Within the euro area, only Ireland’s 2-month low PMI reading in October of 51.4 indicated positive growth. The other countries had PMIs ranging from a 29-month low of 44.7 in Spain to a 22-month low of 48.1 in Greece. The French and Italian PMI scores were also their weakest in 29 months. The German and Austrian PMIs sank to 28-month lows, and the Dutch index was at a 27-month low. Except for the first burst of Covid, European manufacturing is in its worst state in a very long time.

Among other purchasing manager surveys released today, the Saudi Arabian non-oil index rose 0.6 points to a 2-month high of 57.2, just half a point from August’s 10-month peak. Hungary’s PMI rebounded also to a two-month high (56.4), but Poland’s manufacturing index fell a full point to a 2-month, very depressed 42.0. The AIG-compiled Australian manufacturing purchasing managers index fell back under the 50 level to 49.6 from 50.2 in September, 49.3 in August, and 54.0 as recently as June.

New Zealand third-quarter labor market statistics depict tighter labor market conditions and may prompt central bank officials their to ramp up rate normalization.
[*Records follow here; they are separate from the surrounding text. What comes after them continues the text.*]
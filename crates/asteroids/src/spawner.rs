//! Spawn scheduler
//!
//! Sends a wave of asteroids in from a ring around the origin every
//! `spawn_rate` seconds. The repeating timer is a single pending entry in
//! the session task queue that re-arms itself each time it fires.

use crate::components::AsteroidState;
use crate::config::SpawnerConfig;
use crate::host::HostOutbox;
use crate::population::AsteroidPopulation;
use crate::session::SessionTask;
use rand::rngs::StdRng;
use rand::Rng;
use sim_engine::ecs::EntityRegistry;
use sim_engine::events::{TaskId, TaskQueue};
use sim_engine::foundation::math::{utils, Vec2};
use sim_engine::foundation::time::SimClock;

/// Where and which way one asteroid of a wave goes
#[derive(Debug, Clone, Copy, PartialEq)]
pub struct SpawnPlan {
    /// Point on the spawn ring
    pub position: Vec2,
    /// Heading roughly toward the origin
    pub trajectory_hint: Vec2,
}

/// Periodic asteroid spawner
#[derive(Debug)]
pub struct SpawnScheduler {
    config: SpawnerConfig,
    rng: StdRng,
    pending: Option<TaskId>,
    waves: u64,
}

impl SpawnScheduler {
    /// Create a stopped scheduler
    pub fn new(config: SpawnerConfig, rng: StdRng) -> Self {
        Self {
            config,
            rng,
            pending: None,
            waves: 0,
        }
    }

    /// Arm the timer; the first wave comes one period from now
    ///
    /// Returns `false` if it was already running.
    pub fn start(&mut self, clock: &SimClock, tasks: &mut TaskQueue<SessionTask>) -> bool {
        if self.pending.is_some() {
            return false;
        }
        self.arm(clock, tasks);
        log::debug!("Spawner started, every {}s", self.config.spawn_rate);
        true
    }

    /// Cancel the pending wave
    ///
    /// Returns `false` if it was not running.
    pub fn stop(&mut self, tasks: &mut TaskQueue<SessionTask>) -> bool {
        let Some(id) = self.pending.take() else {
            return false;
        };
        tasks.cancel(id);
        log::debug!("Spawner stopped");
        true
    }

    /// Whether a wave is scheduled
    pub fn is_running(&self) -> bool {
        self.pending.is_some()
    }

    /// Waves fired since creation
    pub fn waves_fired(&self) -> u64 {
        self.waves
    }

    /// Handle the timer firing: spawn a wave and re-arm
    ///
    /// A task id that is not the current pending one (left over from
    /// before a stop) spawns nothing.
    pub fn fire(
        &mut self,
        task: TaskId,
        clock: &SimClock,
        tasks: &mut TaskQueue<SessionTask>,
        population: &mut AsteroidPopulation,
        entities: &mut EntityRegistry,
        outbox: &mut HostOutbox,
    ) -> Vec<AsteroidState> {
        if self.pending != Some(task) {
            log::debug!("Ignoring stale spawn timer {task:?}");
            return Vec::new();
        }
        self.arm(clock, tasks);
        self.waves += 1;

        let mut spawned = Vec::new();
        for plan in self.plan_wave() {
            match population.spawn(entities, outbox, plan.position, None, plan.trajectory_hint) {
                Ok(asteroid) => spawned.push(asteroid),
                Err(e) => log::warn!("Wave spawn discarded: {e}"),
            }
        }
        log::trace!("Wave {} spawned {} asteroid(s)", self.waves, spawned.len());
        spawned
    }

    /// Pick positions and headings for one wave
    pub fn plan_wave(&mut self) -> Vec<SpawnPlan> {
        (0..self.config.spawn_amount)
            .map(|_| {
                let outward = utils::random_unit_vector(&mut self.rng);
                let variance = self.config.trajectory_variance;
                let deviation = if variance > 0.0 {
                    self.rng.gen_range(-variance..=variance)
                } else {
                    0.0
                };
                SpawnPlan {
                    position: self.config.origin + outward * self.config.spawn_radius,
                    trajectory_hint: utils::rotate_degrees(-outward, deviation),
                }
            })
            .collect()
    }

    fn arm(&mut self, clock: &SimClock, tasks: &mut TaskQueue<SessionTask>) {
        let due = clock.ticks_after(self.config.spawn_rate);
        self.pending = Some(tasks.schedule(due, SessionTask::SpawnWave));
    }
}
The jobless rate held steady at just 3.3% versus 5.3% in the second quarter of 2020, Employment grew faster than forecast, and labor participation rose to 71.9% from 70.9%. A further concern was an additional rise in average labor costs to 3.7% year-on-year growth from 3.4% in 2Q 2022 and 2.4% in the third quarter of 2021.

German unemployment and trade figures were reported. Unemployment increased for a fifth straight month but by a smaller-than-expected 8k, and the jobless rate remained steady at 5.5% (3.0% when harmonized). Germany’s trade position has been squeezed substantially by rising energy costs. The unadjusted EUR 9.0 surplus in September was down from EUR 16.2 billion a year earlier, and the January-September surplus amounted to just EUR 48.4 billion. In seasonally adjusted terms, the surplus rose to EUR 3.7 billion in September from just EUR 1.2 billion in August, but in a sign of weakening demand both at home and abroad, imports fell 2.3% on month and exports slid 0.5%.